Abstract

This study investigates the effects of multi-walled carbon nanotubes (MWCNTs) content on the electropolymerization potential of polypyrrole (PPy) on both surfaces of carbon nanoparticle/MWCNT (CN/M)-coated Nafion membranes and on the electrical, electrochemical and electromechanical properties of PPy- electrode based soft actuators. SEM analysis revealed that the surface morphology of actuators changes considerably by altering the MWCNT content and the most porous PPy films formed in actuator comprising of 25wt% MWCNT. The electrochemical characteristics of the prepared actuators were compared in terms of double layer capacitance (Cdl), pseudo capacitance (CF) and ionic conductivity (σ). The capacitive nature of the prepared actuators was followed by waveform analysis of applied voltage and output current.

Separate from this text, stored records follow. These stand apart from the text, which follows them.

//! # Catalog Handlers
//!
//! Ingestion, listing, search and removal of table metadata documents.

use super::{AppError, AppState};
use crate::types::{
    CatalogEntry, CatalogIngestRequest, CatalogIngestResponse, CatalogSearchParams,
};
use axum::{
    extract::{Path, Query, State},
    Json,
};
use memento::constants::DEFAULT_SEARCH_LIMIT;
use serde_json::{json, Value};
use tracing::info;

/// Upserts table documents into the metadata catalog.
pub async fn catalog_ingest_handler(
    State(app_state): State<AppState>,
    Json(payload): Json<CatalogIngestRequest>,
) -> Result<Json<CatalogIngestResponse>, AppError> {
    let documents = payload.into_documents();
    if documents.is_empty() {
        return Err(AppError::BadRequest(
            "The catalog payload contains no tables.".to_string(),
        ));
    }
    info!("Received catalog ingest request for {} tables", documents.len());

    let report = app_state.catalog.ingest(&documents).await?;
    Ok(Json(CatalogIngestResponse {
        message: "Catalog ingestion successful".to_string(),
        report,
    }))
}

pub async fn catalog_list_handler(
    State(app_state): State<AppState>,
) -> Result<Json<Vec<CatalogEntry>>, AppError> {
    let documents = app_state.catalog.list().await?;
    Ok(Json(
        documents
            .iter()
            .map(|d| CatalogEntry::from_document(d, None))
            .collect(),
    ))
}

/// Runs `table_searcher`'s catalog search directly, for inspecting discovery.
pub async fn catalog_search_handler(
    State(app_state): State<AppState>,
    Query(params): Query<CatalogSearchParams>,
) -> Result<Json<Vec<CatalogEntry>>, AppError> {
    let limit = params.limit.unwrap_or(DEFAULT_SEARCH_LIMIT);
    let hits = app_state.catalog.search(&params.q, limit).await?;
    Ok(Json(
        hits.iter()
            .map(|hit| CatalogEntry::from_document(&hit.table, Some(hit.score)))
            .collect(),
    ))
}

pub async fn catalog_remove_handler(
    State(app_state): State<AppState>,
    Path(table_name): Path<String>,
) -> Result<Json<Value>, AppError> {
    let removed = app_state.catalog.remove(&table_name).await?;
    info!(table = %table_name, removed, "Catalog removal");
    Ok(Json(json!({ "table_name": table_name, "removed": removed })))
}
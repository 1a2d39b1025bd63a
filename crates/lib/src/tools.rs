//! # Tool Capability Interface
//!
//! The controller reaches the outside world only through [`ToolPort`], which exposes
//! exactly three tools. The production implementation, [`LakeTools`], composes the
//! metadata catalog with the lake store; tests inject scripted implementations.

use crate::{
    errors::AgentError,
    providers::db::{catalog::CatalogStore, lake::LakeStore},
    types::TableDocument,
};
use async_trait::async_trait;
use dyn_clone::DynClone;
use serde::{Deserialize, Serialize};
use serde_json::Value;
use sqlparser::{ast::Statement, dialect::SQLiteDialect, parser::Parser};
use std::fmt::Debug;
use std::time::Duration;

/// A catalog hit returned by `table_searcher`.
#[derive(Debug, Clone, PartialEq, Serialize, Deserialize)]
pub struct TableDescriptor {
    #[serde(flatten)]
    pub table: TableDocument,
    pub score: f64,
}

/// The outcome of `sql_checker`. `ok == false` carries the backend's message.
#[derive(Debug, Clone, PartialEq, Eq, Serialize, Deserialize)]
pub struct CheckReport {
    pub ok: bool,
    pub message: Option<String>,
}

impl CheckReport {
    pub fn passed() -> Self {
        Self {
            ok: true,
            message: None,
        }
    }

    pub fn failed(message: impl Into<String>) -> Self {
        Self {
            ok: false,
            message: Some(message.into()),
        }
    }
}

/// The caller-specified bounds for `sql_runner`.
#[derive(Debug, Clone, Copy, PartialEq, Eq)]
pub struct RunLimits {
    pub row_cap: usize,
    pub timeout: Duration,
}

/// Rows produced by `sql_runner`. `truncated` is set when more rows than `row_cap` existed.
#[derive(Debug, Clone, PartialEq, Serialize, Deserialize)]
pub struct ResultSet {
    pub columns: Vec<String>,
    pub rows: Vec<Vec<Value>>,
    pub truncated: bool,
}

/// The three tool-call boundaries the controller depends on.
///
/// Implementations must be safe for concurrent use from independent controllers.
#[async_trait]
pub trait ToolPort: Send + Sync + Debug + DynClone {
    /// Semantic/keyword search over table metadata. Read-only and idempotent.
    async fn table_searcher(&self, query: &str) -> Result<Vec<TableDescriptor>, AgentError>;

    /// Checks a query without mutating data or returning rows.
    async fn sql_checker(&self, query: &str) -> Result<CheckReport, AgentError>;

    /// Runs a query, honouring `limits`. The only side-effecting tool.
    async fn sql_runner(&self, query: &str, limits: RunLimits) -> Result<ResultSet, AgentError>;
}

dyn_clone::clone_trait_object!(ToolPort);

/// Rejects anything other than a single query statement (`SELECT`, `WITH`, `VALUES`).
///
/// The text is parsed with the SQLite dialect of the lake, so literals, comments and
/// parenthesised queries are handled the way the backend sees them.
pub fn ensure_read_only(query: &str) -> Result<(), AgentError> {
    let statements = Parser::parse_sql(&SQLiteDialect {}, query)
        .map_err(|e| AgentError::NotReadOnly(e.to_string()))?;
    match statements.as_slice() {
        [Statement::Query(_)] => Ok(()),
        [] => Err(AgentError::NotReadOnly("the query text is empty".to_string())),
        [_] => Err(AgentError::NotReadOnly(
            "the statement is not a query".to_string(),
        )),
        _ => Err(AgentError::NotReadOnly(format!(
            "expected one statement, found {}",
            statements.len()
        ))),
    }
}

/// The production tool port: catalog search plus the lake store.
#[derive(Clone, Debug)]
pub struct LakeTools {
    catalog: CatalogStore,
    lake: LakeStore,
    search_limit: usize,
}

impl LakeTools {
    pub fn new(catalog: CatalogStore, lake: LakeStore, search_limit: usize) -> Self {
        Self {
            catalog,
            lake,
            search_limit,
        }
    }
}

#[async_trait]
impl ToolPort for LakeTools {
    async fn table_searcher(&self, query: &str) -> Result<Vec<TableDescriptor>, AgentError> {
        self.catalog.search(query, self.search_limit).await
    }

    async fn sql_checker(&self, query: &str) -> Result<CheckReport, AgentError> {
        self.lake.check(query).await
    }

    async fn sql_runner(&self, query: &str, limits: RunLimits) -> Result<ResultSet, AgentError> {
        self.lake.run(query, limits).await
    }
}

#[cfg(test)]
mod tests {
    use super::*;

    #[test]
    fn read_only_guard_accepts_select_and_with() {
        assert!(ensure_read_only("SELECT 1").is_ok());
        assert!(ensure_read_only("  with t as (select 1) select * from t;").is_ok());
        assert!(ensure_read_only("-- top rows\n(SELECT 1)").is_ok());
    }

    #[test]
    fn read_only_guard_ignores_semicolons_inside_literals() {
        assert!(ensure_read_only(
            "SELECT customer_name FROM customers WHERE region = 'a;b' LIMIT 5"
        )
        .is_ok());
    }

    #[test]
    fn read_only_guard_rejects_writes_and_stacked_statements() {
        assert!(ensure_read_only("DELETE FROM orders").is_err());
        assert!(ensure_read_only("").is_err());
        assert!(matches!(
            ensure_read_only("SELECT 1; DROP TABLE orders"),
            Err(AgentError::NotReadOnly(msg)) if msg.contains("found 2")
        ));
    }
}
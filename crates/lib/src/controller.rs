//! # Turn Controller
//!
//! The orchestration state machine. One call to [`Controller::handle_turn`] drives a
//! single utterance from `CLASSIFY` to `DONE` or `FAILED`:
//!
//! ```text
//! CLASSIFY -> DIRECT_ANSWER -> DONE
//! CLASSIFY -> DISCOVER -> DONE                         (discovery only)
//! CLASSIFY -> DISCOVER -> SYNTHESIZE -> VALIDATE -> EXECUTE -> SUMMARIZE -> DONE
//!                           ^              |
//!                           +--- REPAIR <--+           (at most R attempts)
//! ```
//!
//! Only `EXECUTE` has side effects, and it is entered at most once per turn with a
//! [`ValidatedQuery`].

use crate::{
    classifier::{history_or_none, IntentClassifier},
    config::AgentConfig,
    context::SchemaContextBuilder,
    discovery::TableDiscovery,
    errors::AgentError,
    prompts::{AgentTask, AgentTasks},
    session::{Session, Turn},
    summarizer::ResultSummarizer,
    synthesizer::{RepairContext, SqlSynthesizer, Synthesis},
    tools::{RunLimits, ToolPort},
    types::{
        AttemptRecord, Diagnostic, ExecutionResult, FailureKind, Intent, QueryCandidate,
        SchemaContext, ToolCallRecord, ToolName, TurnOutcome, TurnState, ValidatedQuery,
        ValidationResult,
    },
    validator::SqlValidator,
};
use std::time::{Duration, Instant};
use tokio::sync::watch;
use tracing::{debug, info, warn};

/// Working state of the turn being handled. Dropped when the turn is finalized.
#[derive(Default)]
struct TurnWork {
    search_query: String,
    question: String,
    context: SchemaContext,
    repair: RepairContext,
    pending: Option<QueryCandidate>,
    validated: Option<ValidatedQuery>,
    execution: Option<ExecutionResult>,
}

#[derive(Clone, Debug)]
pub struct Controller {
    tools: Box<dyn ToolPort>,
    classifier: IntentClassifier,
    discovery: TableDiscovery,
    context_builder: SchemaContextBuilder,
    synthesizer: SqlSynthesizer,
    validator: SqlValidator,
    summarizer: ResultSummarizer,
    direct_answer: AgentTask,
    config: AgentConfig,
}
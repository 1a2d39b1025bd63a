//! # Memento
//!
//! The orchestration core of a conversational data assistant. A [`Controller`]
//! takes one utterance through intent classification, table discovery, schema
//! grounding, SQL synthesis, validation with a bounded repair loop, execution and
//! summarization. All outside access goes through the three tools of
//! [`tools::ToolPort`]; the production implementation is backed by a Turso
//! (SQLite) lake and its metadata catalog.

pub mod classifier;
pub mod config;
pub mod constants;
pub mod context;
pub mod controller;
pub mod discovery;
pub mod errors;
pub mod prompts;
pub mod providers;
pub mod render;
pub mod rerank;
pub mod session;
pub mod state_graph;
pub mod summarizer;
pub mod synthesizer;
pub mod tools;
pub mod types;
pub mod validator;

pub use config::{AgentConfig, EmbeddingConfig, ProviderConfig, SqlDialect};
pub use controller::Controller;
pub use errors::AgentError;
pub use prompts::{AgentTask, AgentTasks};
pub use render::{detect_language, Language, ResponseRenderer, TurnResponse};
pub use session::{Session, SessionHandle, SessionStore, Turn};
pub use tools::{LakeTools, ToolPort};
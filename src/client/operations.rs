//! Module `operations`
//!
//! The operation queue of the FTP client. Client calls enqueue operations;
//! at most one is in progress at a time, processed strictly in submission
//! order as the control channel completes each exchange.

use std::collections::VecDeque;

use crate::error::FtpError;

pub type OperationId = u64;

/// What the user asked for.
#[derive(Debug, Clone, PartialEq, Eq)]
pub enum OperationKind {
    ConnectToHost { host: String, port: u16 },
    Login { user: String, pass: String },
    Cd(String),
    List(Option<String>),
    Get(String),
    Put { path: String, data: Vec<u8> },
    Remove(String),
    Rename { from: String, to: String },
    Mkdir(String),
    Close,
}

impl OperationKind {
    /// Short name for logging; never includes arguments or payload.
    pub fn name(&self) -> &'static str {
        match self {
            OperationKind::ConnectToHost { .. } => "connect",
            OperationKind::Login { .. } => "login",
            OperationKind::Cd(_) => "cd",
            OperationKind::List(_) => "list",
            OperationKind::Get(_) => "get",
            OperationKind::Put { .. } => "put",
            OperationKind::Remove(_) => "remove",
            OperationKind::Rename { .. } => "rename",
            OperationKind::Mkdir(_) => "mkdir",
            OperationKind::Close => "close",
        }
    }

    /// Operations moving payload over a separate passive data connection.
    pub fn uses_data_channel(&self) -> bool {
        matches!(
            self,
            OperationKind::List(_) | OperationKind::Get(_) | OperationKind::Put { .. }
        )
    }
}

/// Lifecycle state of a queued operation.
#[derive(Debug, Clone, Copy, PartialEq, Eq)]
pub enum OperationState {
    Waiting,
    InProgress,
    Done,
    Failed,
}

/// One queued client request with its progress bookkeeping.
#[derive(Debug)]
pub struct Operation {
    id: OperationId,
    kind: OperationKind,
    state: OperationState,
    error: Option<FtpError>,
    /// Downloaded payload for `Get`.
    data: Vec<u8>,
    bytes_done: u64,
    bytes_total: Option<u64>,
}

impl Operation {
    fn new(id: OperationId, kind: OperationKind) -> Self {
        Self {
            id,
            kind,
            state: OperationState::Waiting,
            error: None,
            data: Vec::new(),
            bytes_done: 0,
            bytes_total: None,
        }
    }

    pub fn id(&self) -> OperationId {
        self.id
    }

    pub fn kind(&self) -> &OperationKind {
        &self.kind
    }

    pub fn kind_mut(&mut self) -> &mut OperationKind {
        &mut self.kind
    }

    pub fn state(&self) -> OperationState {
        self.state
    }

    pub fn error(&self) -> Option<&FtpError> {
        self.error.as_ref()
    }

    pub fn bytes_done(&self) -> u64 {
        self.bytes_done
    }

    pub fn bytes_total(&self) -> Option<u64> {
        self.bytes_total
    }

    pub fn set_bytes_total(&mut self, total: Option<u64>) {
        self.bytes_total = total;
    }

    pub fn add_bytes_done(&mut self, n: u64) {
        self.bytes_done += n;
    }

    pub fn append_data(&mut self, chunk: &[u8]) {
        self.data.extend_from_slice(chunk);
    }

    pub fn take_data(&mut self) -> Vec<u8> {
        std::mem::take(&mut self.data)
    }

    pub fn mark_in_progress(&mut self) {
        self.state = OperationState::InProgress;
    }

    pub fn mark_done(&mut self) {
        self.state = OperationState::Done;
    }

    pub fn mark_failed(&mut self, error: FtpError) {
        self.state = OperationState::Failed;
        self.error = Some(error);
    }
}

/// FIFO queue of pending operations. The front element is the one currently
/// in progress (once started); everything behind it is `Waiting`.
#[derive(Debug, Default)]
pub struct OperationQueue {
    queue: VecDeque<Operation>,
    next_id: OperationId,
}

impl OperationQueue {
    pub fn enqueue(&mut self, kind: OperationKind) -> OperationId {
        self.next_id += 1;
        let id = self.next_id;
        self.queue.push_back(Operation::new(id, kind));
        id
    }

    pub fn current(&self) -> Option<&Operation> {
        self.queue.front()
    }

    pub fn current_mut(&mut self) -> Option<&mut Operation> {
        self.queue.front_mut()
    }

    /// Removes and returns the front operation.
    pub fn pop_current(&mut self) -> Option<Operation> {
        self.queue.pop_front()
    }

    /// Empties the queue; used when a fatal error aborts everything pending.
    pub fn drain_all(&mut self) -> Vec<Operation> {
        self.queue.drain(..).collect()
    }

    pub fn is_empty(&self) -> bool {
        self.queue.is_empty()
    }

    pub fn len(&self) -> usize {
        self.queue.len()
    }
}
//! Module `state`
//!
//! Connection state of a buffered socket.

/// Connection state of a `BufferedSocket`.
///
/// Transitions are driven by DNS resolution completion, connect completion,
/// and explicit `close()` calls. `Closing` means a close was requested while
/// unwritten output was still buffered; the socket closes for real once the
/// write buffer drains.
#[derive(Debug, Clone, Copy, PartialEq, Eq)]
pub enum SocketState {
    Idle,
    HostLookup,
    Connecting,
    Connected,
    Closing,
}
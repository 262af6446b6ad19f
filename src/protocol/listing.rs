//! Module `listing`
//!
//! Parses Unix `ls -l`-style directory listing lines as produced by a LIST
//! data transfer: permission string, link count (ignored), owner, group,
//! size, month name, day, year-or-HH:MM, and name.

use chrono::{Datelike, NaiveDate, NaiveTime, Utc};
use log::debug;

/// Entry kind, taken from the first character of the permission string.
#[derive(Debug, Clone, Copy, PartialEq, Eq)]
pub enum EntryKind {
    File,
    Directory,
    Symlink,
}

/// One rwx triad of the permission string.
#[derive(Debug, Clone, Copy, Default, PartialEq, Eq)]
pub struct PermissionTriad {
    pub read: bool,
    pub write: bool,
    pub exec: bool,
}

/// Per-owner/group/other permission flags.
#[derive(Debug, Clone, Copy, Default, PartialEq, Eq)]
pub struct Permissions {
    pub owner: PermissionTriad,
    pub group: PermissionTriad,
    pub other: PermissionTriad,
}

/// A parsed directory entry.
///
/// `modified_time` is present only when the listing carried an HH:MM field,
/// which by the listing convention implies the current year; a bare year
/// carries no time-of-day.
#[derive(Debug, Clone, PartialEq, Eq)]
pub struct FileEntry {
    pub kind: EntryKind,
    pub permissions: Permissions,
    pub owner: String,
    pub group: String,
    pub size: u64,
    pub modified_date: NaiveDate,
    pub modified_time: Option<NaiveTime>,
    pub name: String,
}

impl FileEntry {
    pub fn is_dir(&self) -> bool {
        self.kind == EntryKind::Directory
    }

    pub fn is_file(&self) -> bool {
        self.kind == EntryKind::File
    }

    pub fn is_symlink(&self) -> bool {
        self.kind == EntryKind::Symlink
    }
}

/// Parses one whitespace-delimited `ls -l` line.
///
/// Lines with fewer than 9 tokens or unparseable fields are skipped by
/// returning `None`; a single odd line must not abort a whole listing.
pub fn parse_list_line(line: &str) -> Option<FileEntry> {
    let tokens: Vec<&str> = line.split_whitespace().collect();
    if tokens.len() < 9 {
        return None;
    }

    let mode = tokens[0];
    let mut chars = mode.chars();
    let kind = match chars.next()? {
        '-' => EntryKind::File,
        'd' => EntryKind::Directory,
        'l' => EntryKind::Symlink,
        other => {
            debug!("Unrecognized entry type {:?} in listing line", other);
            return None;
        }
    };

    let flags: Vec<char> = chars.collect();
    if flags.len() < 9 {
        return None;
    }
    let permissions = Permissions {
        owner: parse_triad(&flags[0..3]),
        group: parse_triad(&flags[3..6]),
        other: parse_triad(&flags[6..9]),
    };

    // tokens[1] is the link count, which nothing downstream needs.
    let owner = tokens[2].to_string();
    let group = tokens[3].to_string();
    let size: u64 = tokens[4].parse().ok()?;

    let month = parse_month(tokens[5])?;
    let day: u32 = tokens[6].parse().ok()?;

    // A colon means the field is HH:MM, implying the current year;
    // otherwise it is a bare year with no time-of-day.
    let (year, modified_time) = if tokens[7].contains(':') {
        let (hour, minute) = tokens[7].split_once(':')?;
        let time = NaiveTime::from_hms_opt(hour.parse().ok()?, minute.parse().ok()?, 0)?;
        (Utc::now().year(), Some(time))
    } else {
        (tokens[7].parse().ok()?, None)
    };
    let modified_date = NaiveDate::from_ymd_opt(year, month, day)?;

    let name = tokens[8..].join(" ");

    Some(FileEntry {
        kind,
        permissions,
        owner,
        group,
        size,
        modified_date,
        modified_time,
        name,
    })
}

fn parse_triad(flags: &[char]) -> PermissionTriad {
    PermissionTriad {
        read: flags[0] == 'r',
        write: flags[1] == 'w',
        exec: flags[2] != '-',
    }
}

fn parse_month(token: &str) -> Option<u32> {
    match token.to_ascii_lowercase().as_str() {
        "jan" => Some(1),
        "feb" => Some(2),
        "mar" => Some(3),
        "apr" => Some(4),
        "may" => Some(5),
        "jun" => Some(6),
        "jul" => Some(7),
        "aug" => Some(8),
        "sep" => Some(9),
        "oct" => Some(10),
        "nov" => Some(11),
        "dec" => Some(12),
        _ => None,
    }
}
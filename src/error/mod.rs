//! Error handling
//!
//! Defines error types for the socket layer and the FTP client layer.

pub mod types;

pub use types::*;
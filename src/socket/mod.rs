//! Buffered asynchronous socket layer
//!
//! Presents a stream abstraction over a non-blocking TCP socket with
//! host-name resolution, local buffering of unread incoming bytes and
//! unwritten outgoing bytes, and readiness-driven event delivery.

pub mod buffered;
pub mod events;
pub mod state;

pub use buffered::BufferedSocket;
pub use events::SocketEvent;
pub use state::SocketState;
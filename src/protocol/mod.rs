//! FTP protocol plumbing
//!
//! Reply parsing and categorization, control command serialization, PASV
//! tuple parsing, and directory listing parsing.

pub mod commands;
pub mod listing;
pub mod replies;

pub use commands::ProtocolCommand;
pub use listing::{EntryKind, FileEntry, Permissions, parse_list_line};
pub use replies::{Reply, ReplyAccumulator, ReplyCategory, parse_pasv_addr, parse_size_text};
//! Module `commands`
//!
//! Control-channel commands emitted by the client, serialized as literal
//! CRLF-terminated lines.

/// An FTP control command ready to be put on the wire.
#[derive(Debug, Clone, PartialEq, Eq)]
pub enum ProtocolCommand {
    User(String),
    Pass(String),
    /// TYPE I: binary (image) transfers.
    TypeImage,
    /// TYPE A: ASCII transfers, used for directory listings.
    TypeAscii,
    Pasv,
    List(Option<String>),
    Retr(String),
    Stor(String),
    Dele(String),
    Rnfr(String),
    Rnto(String),
    Mkd(String),
    Cwd(String),
    Size(String),
    Quit,
}

impl ProtocolCommand {
    /// Serializes the command to its wire form, CRLF included.
    pub fn to_wire(&self) -> String {
        match self {
            ProtocolCommand::User(name) => format!("USER {}\r\n", name),
            ProtocolCommand::Pass(pass) => format!("PASS {}\r\n", pass),
            ProtocolCommand::TypeImage => "TYPE I\r\n".to_string(),
            ProtocolCommand::TypeAscii => "TYPE A\r\n".to_string(),
            ProtocolCommand::Pasv => "PASV\r\n".to_string(),
            ProtocolCommand::List(None) => "LIST\r\n".to_string(),
            ProtocolCommand::List(Some(path)) => format!("LIST {}\r\n", path),
            ProtocolCommand::Retr(path) => format!("RETR {}\r\n", path),
            ProtocolCommand::Stor(path) => format!("STOR {}\r\n", path),
            ProtocolCommand::Dele(path) => format!("DELE {}\r\n", path),
            ProtocolCommand::Rnfr(path) => format!("RNFR {}\r\n", path),
            ProtocolCommand::Rnto(path) => format!("RNTO {}\r\n", path),
            ProtocolCommand::Mkd(path) => format!("MKD {}\r\n", path),
            ProtocolCommand::Cwd(path) => format!("CWD {}\r\n", path),
            ProtocolCommand::Size(path) => format!("SIZE {}\r\n", path),
            ProtocolCommand::Quit => "QUIT\r\n".to_string(),
        }
    }

    /// Password arguments must not leak into logs.
    pub fn to_log_line(&self) -> String {
        match self {
            ProtocolCommand::Pass(_) => "PASS ****".to_string(),
            other => other.to_wire().trim_end().to_string(),
        }
    }
}
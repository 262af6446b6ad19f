//! Module `events`
//!
//! Events emitted by `FtpClient` and returned from each `process()` pass.
//! Consumers match on these instead of registering callbacks; delivery is
//! at most once per pass per underlying readiness notification.

use crate::client::operations::OperationId;
use crate::client::state::ClientState;
use crate::error::FtpError;
use crate::protocol::{FileEntry, Reply};

/// Notification emitted by the FTP client.
#[derive(Debug)]
pub enum ClientEvent {
    StateChanged(ClientState),
    OperationStarted(OperationId),
    /// Terminal notification for an operation; fires exactly once per
    /// submitted operation. `data` carries the downloaded payload for `Get`.
    OperationFinished {
        id: OperationId,
        error: Option<FtpError>,
        data: Vec<u8>,
    },
    /// One parsed entry of a LIST transfer.
    ListEntry(FileEntry),
    /// Cumulative transfer progress; `total` comes from a SIZE probe when
    /// the server supports one.
    TransferProgress {
        id: OperationId,
        done: u64,
        total: Option<u64>,
    },
    /// Every complete control reply, for consumers that want the raw
    /// protocol exchange.
    RawReply(Reply),
}
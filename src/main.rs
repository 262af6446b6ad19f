//! RAX FTP Client - Entry Point
//!
//! A queued, passive-mode FTP client built on the buffered socket core.
//! Connects, logs in, prints a directory listing, and optionally fetches a
//! file into the current directory.

use env_logger;
use log::{error, info, warn};
use std::env;

use rax_ftp_client::{ClientConfig, ClientEvent, FtpClient};

#[tokio::main]
async fn main() {
    // Initialize the logger (env_logger picks up RUST_LOG environment variable)
    env_logger::init();

    let mut args = env::args().skip(1);
    let Some(host) = args.next() else {
        eprintln!("Usage: rax-ftp-client <host> [user] [pass] [remote-path]");
        std::process::exit(2);
    };
    let user = args.next().unwrap_or_else(|| "anonymous".to_string());
    let pass = args.next().unwrap_or_else(|| "guest@".to_string());
    let fetch = args.next();

    let config = match ClientConfig::load() {
        Ok(config) => config,
        Err(e) => {
            warn!("Falling back to default configuration: {}", e);
            ClientConfig::default()
        }
    };
    let port = config.default_port;

    let mut client = FtpClient::new(config);
    client.connect_to_host(&host, port);
    client.login(&user, &pass);
    client.list(None);
    let get_id = fetch.as_deref().map(|path| client.get(path));
    client.close();

    info!("Contacting {}:{}...", host, port);
    let events = client.run_until_idle().await;

    let mut failed = false;
    for event in &events {
        match event {
            ClientEvent::ListEntry(entry) => {
                let marker = if entry.is_dir() {
                    'd'
                } else if entry.is_symlink() {
                    'l'
                } else {
                    '-'
                };
                println!("{} {:>10}  {}", marker, entry.size, entry.name);
            }
            ClientEvent::OperationFinished {
                id,
                error: Some(error),
                ..
            } => {
                error!("Operation {} failed: {}", id, error);
                failed = true;
            }
            ClientEvent::OperationFinished {
                id,
                error: None,
                data,
            } if Some(*id) == get_id => {
                if let Some(path) = fetch.as_deref() {
                    let local = path.rsplit('/').next().unwrap_or(path);
                    match std::fs::write(local, data) {
                        Ok(()) => info!("Saved {} ({} bytes)", local, data.len()),
                        Err(e) => {
                            error!("Failed to save {}: {}", local, e);
                            failed = true;
                        }
                    }
                }
            }
            _ => {}
        }
    }

    if failed {
        std::process::exit(1);
    }
}
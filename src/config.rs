//! Configuration for the RAX FTP client
//!
//! Buffer thresholds and transfer tuning, loadable from `client.toml` with
//! `RAX_FTP_CLIENT`-prefixed environment overrides. Library consumers can
//! rely on `Default` and never touch a config file.

use config::{Config, Environment, File};
use serde::Deserialize;

/// Client tuning knobs.
#[derive(Debug, Deserialize, Clone)]
#[serde(default)]
pub struct ClientConfig {
    /// Pending-write size above which the socket stops coalescing small
    /// writes and flushes immediately.
    pub flush_threshold: usize,

    /// Cap on buffered unread bytes per socket; 0 means unbounded.
    pub read_buffer_limit: usize,

    /// Fixed block size for chunked uploads.
    pub transfer_block_size: usize,

    /// Control-connection port used when the caller does not specify one.
    pub default_port: u16,
}

impl Default for ClientConfig {
    fn default() -> Self {
        Self {
            flush_threshold: crate::socket::buffered::DEFAULT_FLUSH_THRESHOLD,
            read_buffer_limit: 0,
            transfer_block_size: 1024,
            default_port: 21,
        }
    }
}

impl ClientConfig {
    /// Load configuration from client.toml (optional) with environment
    /// overrides.
    pub fn load() -> Result<Self, config::ConfigError> {
        let settings = Config::builder()
            .add_source(File::with_name("client").required(false))
            .add_source(Environment::with_prefix("RAX_FTP_CLIENT").separator("_"))
            .build()?;

        let config: ClientConfig = settings.try_deserialize()?;
        config.validate()?;
        Ok(config)
    }

    fn validate(&self) -> Result<(), config::ConfigError> {
        if self.transfer_block_size == 0 {
            return Err(config::ConfigError::Message(
                "transfer_block_size must be greater than 0".into(),
            ));
        }
        if self.flush_threshold == 0 {
            return Err(config::ConfigError::Message(
                "flush_threshold must be greater than 0".into(),
            ));
        }
        if self.default_port == 0 {
            return Err(config::ConfigError::Message(
                "default_port cannot be 0".into(),
            ));
        }
        Ok(())
    }
}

Cdl and σ increased by increasing the MWCNT content up to 25wt% and afterward decreased considerably, while a reverse trend was observed for CF. The electrochemical impedance spectroscopy (EIS) measurements confirmed that this sample had the highest surface roughness. These data were in good agreement with the data obtained from water uptake (WUP) and ion exchange capacity (IEC) measurements. The electro-chemo-mechanical performances of the actuators were followed by studying the maximum tip displacement and IV curves. The largest tip displacement was obtained in actuators comprising of 25wt% MWCNT which showed to have the highest capacitive characteristic (243.52 mF. cm−2). The specific electro-mechanical energy efficiency (1.18) and the maximum tip displacement (25mm) of these metal-free actuators were 18% and 9% higher than that considered for Pt-based actuators, respectively. This strategy is therefore of considerable interest for increasing the applicability of low cost carbon-based soft actuators in medicine and robotics.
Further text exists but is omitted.